DATASET CONTENT
//! Fill the device with content-addressed blocks and time every write.

use std::fs;
use std::time::{Duration, Instant};

use indicatif::ProgressBar;

use crate::block::{block_len, write_durable, Block};
use crate::config::TestConfig;
use crate::error::{Result, TestError};
use crate::generator::GeneratorPool;
use crate::log::progress_bar;
use crate::reconnect::wait_for_device;
use crate::run::RunContext;
use crate::stats::{PhaseScore, PhaseSession};
use crate::workspace::{Workspace, MARKER_FILE};

const MIB_F: f64 = 1024.0 * 1024.0;

#[derive(Debug, Clone)]
pub struct WriteOutcome {
    pub capacity_bytes: u64,
    pub blocks_written: usize,
    pub score: PhaseScore,
    pub marker_written: bool,
    /// Id of the block sized to the space left after the planned blocks.
    pub filler: Option<String>,
}

pub fn run_write_phase(
    ws: &Workspace,
    cfg: &TestConfig,
    ctx: &RunContext<'_>,
) -> Result<WriteOutcome> {
    let block_bytes = block_len(cfg.block_mb).ok_or(TestError::InvalidBlockSize(cfg.block_mb))?;
    let capacity_bytes = match cfg.capacity_override_mb {
        Some(mb) => (mb * MIB_F).max(0.0) as u64,
        None => ctx.free_space.free_bytes(ws.bad_dir()),
    };
    let planned = (capacity_bytes / block_bytes as u64) as usize;
    let capacity_mb = capacity_bytes as f64 / MIB_F;
    ctx.log.simple(format!(
        "Write phase: {} blocks of {:.3}M into {:.3}M",
        planned, cfg.block_mb, capacity_mb
    ));

    let mut session = PhaseSession::new(cfg.block_mb, planned, capacity_mb, cfg.checkpoint_fraction);
    let pb = progress_bar(planned as u64, cfg.show_progress);
    ctx.log.attach(&pb);
    let looped = write_blocks(ws, cfg, ctx, &mut session, &pb);
    if looped.is_ok() {
        pb.finish();
    } else {
        pb.abandon();
    }
    ctx.log.detach();
    looped?;

    let score = session.into_score();
    let marker_written = match ws.write_marker(&score.render()) {
        Ok(()) => true,
        Err(e) => {
            ctx.log.error("Write Error", MARKER_FILE, &e.to_string());
            false
        }
    };

    let filler = if cfg.capacity_override_mb.is_none() {
        write_filler(ws, ctx)
    } else {
        None
    };

    ctx.log.simple(
        "Write complete, please unplug and reinsert the disk and run this program again",
    );
    Ok(WriteOutcome {
        capacity_bytes,
        blocks_written: planned,
        score,
        marker_written,
        filler,
    })
}

fn write_blocks(
    ws: &Workspace,
    cfg: &TestConfig,
    ctx: &RunContext<'_>,
    session: &mut PhaseSession,
    pb: &ProgressBar,
) -> Result<()> {
    let mut pool = GeneratorPool::start(cfg.block_mb, cfg.generator_workers, &ctx.log);
    for index in 0..session.planned() {
        let block = pool.next_block()?;
        let elapsed = persist_block(ws, &block, ctx);
        if let Some(update) = session.record(index, elapsed) {
            pb.set_message(update.sample.to_string());
            if let Some(line) = update.checkpoint {
                ctx.log.simple(line);
            }
        }
        pb.inc(1);
    }
    pool.stop();
    Ok(())
}

/// Write `block` to its file, riding out disconnects until it sticks.
/// Returns the duration of the successful attempt.
fn persist_block(ws: &Workspace, block: &Block, ctx: &RunContext<'_>) -> Duration {
    let path = ws.block_path(block.id());
    loop {
        let started = Instant::now();
        match write_durable(&path, block.data()) {
            Ok(()) => return started.elapsed(),
            Err(e) => {
                ctx.log.error("Write Error", block.id(), &e.to_string());
                wait_for_device(ctx.reconnect, ws.bad_dir(), &ctx.log);
                let _ = fs::remove_file(&path);
            }
        }
    }
}

/// One last block sized to whatever space is still free, so the read phase
/// covers the whole device.
fn write_filler(ws: &Workspace, ctx: &RunContext<'_>) -> Option<String> {
    let remaining = ctx.free_space.free_bytes(ws.bad_dir());
    if remaining == 0 {
        return None;
    }
    let block = match Block::generate(remaining as f64 / MIB_F) {
        Ok(block) => block,
        Err(e) => {
            ctx.log.simple(format!("Skipping filler block: {}", e));
            return None;
        }
    };
    let path = ws.block_path(block.id());
    match write_durable(&path, block.data()) {
        Ok(()) => {
            ctx.log.simple(format!(
                "Filler block {} ({} bytes) written",
                block.id(),
                block.len()
            ));
            Some(block.id().to_string())
        }
        Err(e) => {
            // A partial filler would read back as a bad block.
            ctx.log.error("Write Error", block.id(), &e.to_string());
            let _ = fs::remove_file(&path);
            None
        }
    }
}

THE PROBLEM
For the entries shown above, tally every line containing the word "reconnect". Report the tally and nothing else.

OUTPUT OF THE EXERCISE
2